§ **EXERCISE**: Return every entry exactly. Leave nothing out.

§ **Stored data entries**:

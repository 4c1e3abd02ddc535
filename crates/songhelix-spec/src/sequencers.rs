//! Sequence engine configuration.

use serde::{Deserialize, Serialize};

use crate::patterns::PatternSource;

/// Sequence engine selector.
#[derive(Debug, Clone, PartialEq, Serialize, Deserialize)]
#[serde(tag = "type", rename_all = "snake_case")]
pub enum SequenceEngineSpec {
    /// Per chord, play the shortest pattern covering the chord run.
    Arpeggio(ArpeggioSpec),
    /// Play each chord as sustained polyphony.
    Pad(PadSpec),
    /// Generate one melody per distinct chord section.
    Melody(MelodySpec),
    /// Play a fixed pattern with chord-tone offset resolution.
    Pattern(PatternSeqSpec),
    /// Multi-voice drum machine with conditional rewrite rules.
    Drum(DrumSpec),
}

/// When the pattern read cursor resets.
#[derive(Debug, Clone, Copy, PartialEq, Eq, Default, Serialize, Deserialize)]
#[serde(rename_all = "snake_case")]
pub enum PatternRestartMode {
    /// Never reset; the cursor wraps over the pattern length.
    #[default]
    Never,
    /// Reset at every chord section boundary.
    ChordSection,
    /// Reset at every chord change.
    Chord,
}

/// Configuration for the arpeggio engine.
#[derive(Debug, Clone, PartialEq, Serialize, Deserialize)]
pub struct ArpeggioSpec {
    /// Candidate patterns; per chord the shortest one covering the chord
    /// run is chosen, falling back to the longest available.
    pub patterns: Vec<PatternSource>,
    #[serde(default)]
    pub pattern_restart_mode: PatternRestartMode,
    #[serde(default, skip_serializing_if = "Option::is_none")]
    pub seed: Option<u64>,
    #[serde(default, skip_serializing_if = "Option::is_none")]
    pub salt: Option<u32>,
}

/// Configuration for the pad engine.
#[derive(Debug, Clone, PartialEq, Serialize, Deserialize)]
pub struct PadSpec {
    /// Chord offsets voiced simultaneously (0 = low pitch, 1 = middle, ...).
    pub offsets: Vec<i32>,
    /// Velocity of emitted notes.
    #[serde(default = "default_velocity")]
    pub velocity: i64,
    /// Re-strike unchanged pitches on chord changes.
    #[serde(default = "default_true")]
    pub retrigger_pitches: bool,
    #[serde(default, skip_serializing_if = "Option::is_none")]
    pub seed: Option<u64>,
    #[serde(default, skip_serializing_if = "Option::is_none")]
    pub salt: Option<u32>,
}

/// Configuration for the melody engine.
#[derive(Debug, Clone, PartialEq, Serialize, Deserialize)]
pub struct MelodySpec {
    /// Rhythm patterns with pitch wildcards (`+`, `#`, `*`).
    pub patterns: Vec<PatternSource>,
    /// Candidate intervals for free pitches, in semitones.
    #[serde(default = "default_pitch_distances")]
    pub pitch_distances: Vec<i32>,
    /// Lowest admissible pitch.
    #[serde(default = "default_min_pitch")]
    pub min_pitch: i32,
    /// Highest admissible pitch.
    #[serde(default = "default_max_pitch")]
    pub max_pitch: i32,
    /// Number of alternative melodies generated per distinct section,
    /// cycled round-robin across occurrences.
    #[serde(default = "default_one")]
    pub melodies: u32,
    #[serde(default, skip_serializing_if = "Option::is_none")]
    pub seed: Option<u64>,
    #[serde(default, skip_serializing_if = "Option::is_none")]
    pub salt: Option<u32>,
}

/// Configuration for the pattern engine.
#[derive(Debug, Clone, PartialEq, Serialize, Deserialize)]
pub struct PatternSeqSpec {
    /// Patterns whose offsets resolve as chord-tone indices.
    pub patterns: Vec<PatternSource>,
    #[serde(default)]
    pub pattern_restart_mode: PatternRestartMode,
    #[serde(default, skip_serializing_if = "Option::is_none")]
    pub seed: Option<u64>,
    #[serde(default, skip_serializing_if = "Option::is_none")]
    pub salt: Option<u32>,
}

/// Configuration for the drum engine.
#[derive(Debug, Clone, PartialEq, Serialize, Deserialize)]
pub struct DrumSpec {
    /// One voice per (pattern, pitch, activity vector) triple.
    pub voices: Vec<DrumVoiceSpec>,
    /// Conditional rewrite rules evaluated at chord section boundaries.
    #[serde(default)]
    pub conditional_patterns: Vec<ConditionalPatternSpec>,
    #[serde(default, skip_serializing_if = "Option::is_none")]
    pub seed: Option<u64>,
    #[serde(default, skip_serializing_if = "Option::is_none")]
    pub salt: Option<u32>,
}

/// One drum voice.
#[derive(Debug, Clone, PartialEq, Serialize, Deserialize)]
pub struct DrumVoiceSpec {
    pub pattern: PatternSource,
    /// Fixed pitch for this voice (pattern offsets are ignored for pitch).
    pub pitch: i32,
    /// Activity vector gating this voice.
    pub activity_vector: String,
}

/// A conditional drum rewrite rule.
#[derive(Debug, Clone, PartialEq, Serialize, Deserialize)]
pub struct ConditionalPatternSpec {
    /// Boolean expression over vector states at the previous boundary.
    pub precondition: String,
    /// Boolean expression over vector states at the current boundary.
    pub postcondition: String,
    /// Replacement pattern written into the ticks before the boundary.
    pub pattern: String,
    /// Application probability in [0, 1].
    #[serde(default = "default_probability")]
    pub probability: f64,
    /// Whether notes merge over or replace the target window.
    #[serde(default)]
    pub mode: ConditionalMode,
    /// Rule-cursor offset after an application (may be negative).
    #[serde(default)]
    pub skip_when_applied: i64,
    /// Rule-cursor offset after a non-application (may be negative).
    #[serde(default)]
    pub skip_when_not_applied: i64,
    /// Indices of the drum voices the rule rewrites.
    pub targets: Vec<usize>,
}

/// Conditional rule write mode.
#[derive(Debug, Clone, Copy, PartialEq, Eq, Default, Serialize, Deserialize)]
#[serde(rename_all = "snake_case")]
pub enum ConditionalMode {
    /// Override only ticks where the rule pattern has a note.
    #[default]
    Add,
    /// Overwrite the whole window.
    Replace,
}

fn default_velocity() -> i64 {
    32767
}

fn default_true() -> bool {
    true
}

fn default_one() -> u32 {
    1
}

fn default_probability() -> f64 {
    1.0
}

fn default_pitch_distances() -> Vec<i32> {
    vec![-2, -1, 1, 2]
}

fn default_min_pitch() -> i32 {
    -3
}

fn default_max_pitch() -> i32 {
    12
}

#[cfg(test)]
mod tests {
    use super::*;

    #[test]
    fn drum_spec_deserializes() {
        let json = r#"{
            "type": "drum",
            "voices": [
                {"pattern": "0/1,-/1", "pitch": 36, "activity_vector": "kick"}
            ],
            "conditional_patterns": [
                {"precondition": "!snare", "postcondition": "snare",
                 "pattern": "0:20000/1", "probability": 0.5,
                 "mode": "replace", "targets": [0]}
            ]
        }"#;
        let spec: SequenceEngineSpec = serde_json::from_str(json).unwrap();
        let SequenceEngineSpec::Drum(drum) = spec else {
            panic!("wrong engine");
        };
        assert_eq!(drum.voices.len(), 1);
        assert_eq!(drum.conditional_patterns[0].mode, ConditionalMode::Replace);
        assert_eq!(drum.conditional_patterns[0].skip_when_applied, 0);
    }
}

§ **ANSWER TO THIS TASK**:
repository 4c1e3abd02ddc535
filename crates/songhelix-spec/src/sequencers.rs
//! Sequence engine configuration.

use serde::{Deserialize, Serialize};

use crate::patterns::PatternSource;

/// Sequence engine selector.
#[derive(Debug, Clone, PartialEq, Serialize, Deserialize)]
#[serde(tag = "type", rename_all = "snake_case")]
pub enum SequenceEngineSpec {
    /// Per chord, play the shortest pattern covering the chord run.
    Arpeggio(ArpeggioSpec),
    /// Play each chord as sustained polyphony.
    Pad(PadSpec),
    /// Generate one melody per distinct chord section.
    Melody(MelodySpec),
    /// Play a fixed pattern with chord-tone offset resolution.
    Pattern(PatternSeqSpec),
    /// Multi-voice drum machine with conditional rewrite rules.
    Drum(DrumSpec),
}

/// When the pattern read cursor resets.
#[derive(Debug, Clone, Copy, PartialEq, Eq, Default, Serialize, Deserialize)]
#[serde(rename_all = "snake_case")]
pub enum PatternRestartMode {
    /// Never reset; the cursor wraps over the pattern length.
    #[default]
    Never,
    /// Reset at every chord section boundary.
    ChordSection,
    /// Reset at every chord change.
    Chord,
}

/// Configuration for the arpeggio engine.
#[derive(Debug, Clone, PartialEq, Serialize, Deserialize)]
pub struct ArpeggioSpec {
    /// Candidate patterns; per chord the shortest one covering the chord
    /// run is chosen, falling back to the longest available.
    pub patterns: Vec<PatternSource>,
    #[serde(default)]
    pub pattern_restart_mode: PatternRestartMode,
    #[serde(default, skip_serializing_if = "Option::is_none")]
    pub seed: Option<u64>,
    #[serde(default, skip_serializing_if = "Option::is_none")]
    pub salt: Option<u32>,
}

/// Configuration for the pad engine.
#[derive(Debug, Clone, PartialEq, Serialize, Deserialize)]
pub struct PadSpec {
    /// Chord offsets voiced simultaneously (0 = low pitch, 1 = middle, ...).
    pub offsets: Vec<i32>,
    /// Velocity of emitted notes.
    #[serde(default = "default_velocity")]
    pub velocity: i64,
    /// Re-strike unchanged pitches on chord changes.
    #[serde(default = "default_true")]
    pub retrigger_pitches: bool,
    #[serde(default, skip_serializing_if = "Option::is_none")]
    pub seed: Option<u64>,
    #[serde(default, skip_serializing_if = "Option::is_none")]
    pub salt: Option<u32>,
}

/// Configuration for the melody engine.
#[derive(Debug, Clone, PartialEq, Serialize, Deserialize)]
pub struct MelodySpec {
    /// Rhythm patterns with pitch wildcards (`+`, `#`, `*`).
    pub patterns: Vec<PatternSource>,
    /// Candidate intervals for free pitches, in semitones.
    #[serde(default = "default_pitch_distances")]
    pub pitch_distances: Vec<i32>,
    /// Lowest admissible pitch.
    #[serde(default = "default_min_pitch")]
    pub min_pitch: i32,
    /// Highest admissible pitch.
    #[serde(default = "default_max_pitch")]
    pub max_pitch: i32,
    /// Number of alternative melodies generated per distinct section,
    /// cycled round-robin across occurrences.
    #[serde(default = "default_one")]
    pub melodies: u32,
    #[serde(default, skip_serializing_if = "Option::is_none")]
    pub seed: Option<u64>,
    #[serde(default, skip_serializing_if = "Option::is_none")]
    pub salt: Option<u32>,
}

/// Configuration for the pattern engine.
#[derive(Debug, Clone, PartialEq, Serialize, Deserialize)]
pub struct PatternSeqSpec {
    /// Patterns whose offsets resolve as chord-tone indices.
    pub patterns: Vec<PatternSource>,
    #[serde(default)]
    pub pattern_restart_mode: PatternRestartMode,
    #[serde(default, skip_serializing_if = "Option::is_none")]
    pub seed: Option<u64>,
    #[serde(default, skip_serializing_if = "Option::is_none")]
    pub salt: Option<u32>,
}

/// Configuration for the drum engine.
#[derive(Debug, Clone, PartialEq, Serialize, Deserialize)]
pub struct DrumSpec {
    /// One voice per (pattern, pitch, activity vector) triple.
    pub voices: Vec<DrumVoiceSpec>,
    /// Conditional rewrite rules evaluated at chord section boundaries.
    #[serde(default)]
    pub conditional_patterns: Vec<ConditionalPatternSpec>,
    #[serde(default, skip_serializing_if = "Option::is_none")]
    pub seed: Option<u64>,
    #[serde(default, skip_serializing_if = "Option::is_none")]
    pub salt: Option<u32>,
}

/// One drum voice.
#[derive(Debug, Clone, PartialEq, Serialize, Deserialize)]
pub struct DrumVoiceSpec {
    pub pattern: PatternSource,
    /// Fixed pitch for this voice (pattern offsets are ignored for pitch).
    pub pitch: i32,
    /// Activity vector gating this voice.
    pub activity_vector: String,
}

/// A conditional drum rewrite rule.
#[derive(Debug, Clone, PartialEq, Serialize, Deserialize)]
pub struct ConditionalPatternSpec {
    /// Boolean expression over vector states at the previous boundary.
    pub precondition: String,
    /// Boolean expression over vector states at the current boundary.
    pub postcondition: String,
    /// Replacement pattern written into the ticks before the boundary.
    pub pattern: String,
    /// Application probability in [0, 1].
    #[serde(default = "default_probability")]
    pub probability: f64,
    /// Whether notes merge over or replace the target window.
    #[serde(default)]
    pub mode: ConditionalMode,
    /// Rule-cursor offset after an application (may be negative).
    #[serde(default)]
    pub skip_when_applied: i64,
    /// Rule-cursor offset after a non-application (may be negative).
    #[serde(default)]
    pub skip_when_not_applied: i64,
    /// Indices of the drum voices the rule rewrites.
    pub targets: Vec<usize>,
}

/// Conditional rule write mode.
#[derive(Debug, Clone, Copy, PartialEq, Eq, Default, Serialize, Deserialize)]
#[serde(rename_all = "snake_case")]
pub enum ConditionalMode {
    /// Override only ticks where the rule pattern has a note.
    #[default]
    Add,
    /// Overwrite the whole window.
    Replace,
}

fn default_velocity() -> i64 {
    32767
}

fn default_true() -> bool {
    true
}

fn default_one() -> u32 {
    1
}

fn default_probability() -> f64 {
    1.0
}

fn default_pitch_distances() -> Vec<i32> {
    vec![-2, -1, 1, 2]
}

fn default_min_pitch() -> i32 {
    -3
}

fn default_max_pitch() -> i32 {
    12
}

#[cfg(test)]
mod tests {
    use super::*;

    #[test]
    fn drum_spec_deserializes() {
        let json = r#"{
            "type": "drum",
            "voices": [
                {"pattern": "0/1,-/1", "pitch": 36, "activity_vector": "kick"}
            ],
            "conditional_patterns": [
                {"precondition": "!snare", "postcondition": "snare",
                 "pattern": "0:20000/1", "probability": 0.5,
                 "mode": "replace", "targets": [0]}
            ]
        }"#;
        let spec: SequenceEngineSpec = serde_json::from_str(json).unwrap();
        let SequenceEngineSpec::Drum(drum) = spec else {
            panic!("wrong engine");
        };
        assert_eq!(drum.voices.len(), 1);
        assert_eq!(drum.conditional_patterns[0].mode, ConditionalMode::Replace);
        assert_eq!(drum.conditional_patterns[0].skip_when_applied, 0);
    }
}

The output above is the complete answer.